Katie was in the final stages of revising her memoir and negotiating a publishing contract with the University of Alaska Press. Cabin 135 was published in December, 2020, part of the Alaska Literary Series. It was gratifying to watch Katie find a publishing home with editors who understood her vision and wanted her book to be part of their distinguished series. A few months ago, I listened to Peggy Shumaker, editor of the series, interview Katie at a virtual reading hosted by Fireside Books in Palmer, Alaska. Their rich discussion captured the expansive nature of Katie’s story.

I’ve read Katie’s memoir twice and, with a third reading, I’m sure I’ll continue to glean new meanings and insights. This is a book I can’t fully grasp on a first reading; Katie has a singular, uncommon sensibility, and she explores her fascinations in a nontraditional narrative. Instead of a linear story, you will find in Cabin 135 a text divided into thematic sections such as Time, Cabin, Earth, Terrain, Greenhouse, Migration, Sky, Denali, and Archaeology.

 


Cabin 135, within sight of three mountains: Matanuska Peak, Lazy Mountain, and Pioneer Peak.

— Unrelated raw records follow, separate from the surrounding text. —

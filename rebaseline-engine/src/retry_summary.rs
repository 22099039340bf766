// Copyright (c) The nextest Contributors
// SPDX-License-Identifier: MIT OR Apache-2.0

//! Retry summaries: the failures a change introduced.

use rebaseline_metadata::RetrySummaryJson;
use std::collections::BTreeSet;
use tracing::warn;

/// Which failures in a build were caused by the change under test.
///
/// Try jobs retry failing tests without the change applied. Failures that reproduce without the
/// change are pre-existing; the rest are listed in the build's retry summary as new failures.
#[derive(Clone, Debug, PartialEq, Eq)]
pub enum RetrySummary {
    /// Tests that failed only with the change applied.
    NewFailures(BTreeSet<String>),

    /// No usable retry summary exists for the build.
    Unavailable,
}

impl RetrySummary {
    /// Parses a raw retry summary payload.
    ///
    /// A missing payload, or one that isn't a JSON object with a `failures` list of test names,
    /// results in [`RetrySummary::Unavailable`]. Malformed content is logged.
    pub fn parse(content: Option<&str>) -> Self {
        let Some(content) = content else {
            return Self::Unavailable;
        };
        match serde_json::from_str::<RetrySummaryJson>(content) {
            Ok(summary) => Self::NewFailures(summary.failures.into_iter().collect()),
            Err(err) => {
                warn!("unexpected retry summary content ({err}):\n{content}");
                Self::Unavailable
            }
        }
    }

    /// Returns the set of new failures, or `None` if unavailable.
    pub fn new_failures(&self) -> Option<&BTreeSet<String>> {
        match self {
            Self::NewFailures(failures) => Some(failures),
            Self::Unavailable => None,
        }
    }

    /// Returns true if no retry summary is available.
    pub fn is_unavailable(&self) -> bool {
        matches!(self, Self::Unavailable)
    }
}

Done well, as in Katie’s memoir, this type of narrative has momentum and captures the cumulative, unsentimental emotional power of a life thoughtfully lived. I suppose my reaction is partly personal: Katie and I are about the same age, we raised two sons at about the same time, we have in our histories relationships with older, complicated, quirky houses, and we value nature and place – although for Katie, these passions arose earlier in life, and have been more intentionally explored.

In Cabin 135, you won’t see much of Katie’s husband or sons and their daily lives. But her family is there in the background; I heard the echo of little pajama’d feet bounding down the cabin’s stairs, which reminded me of domestic scenes with our own boys. 

Instead of the dramas of family life, Katie focuses on time, history, imagination, geography and memory – on what we remember and why we remember it. Her story is centered largely on the parcel of Alaska frontier she called home for thirty years, and on her travels, as well. An idea I’ve encountered often in my recent study of eco-psychology is that we are moved by a place – its landscape, flora, and fauna – because it mirrors the landscape of our souls. Katie captures something of this reciprocity in her memoir.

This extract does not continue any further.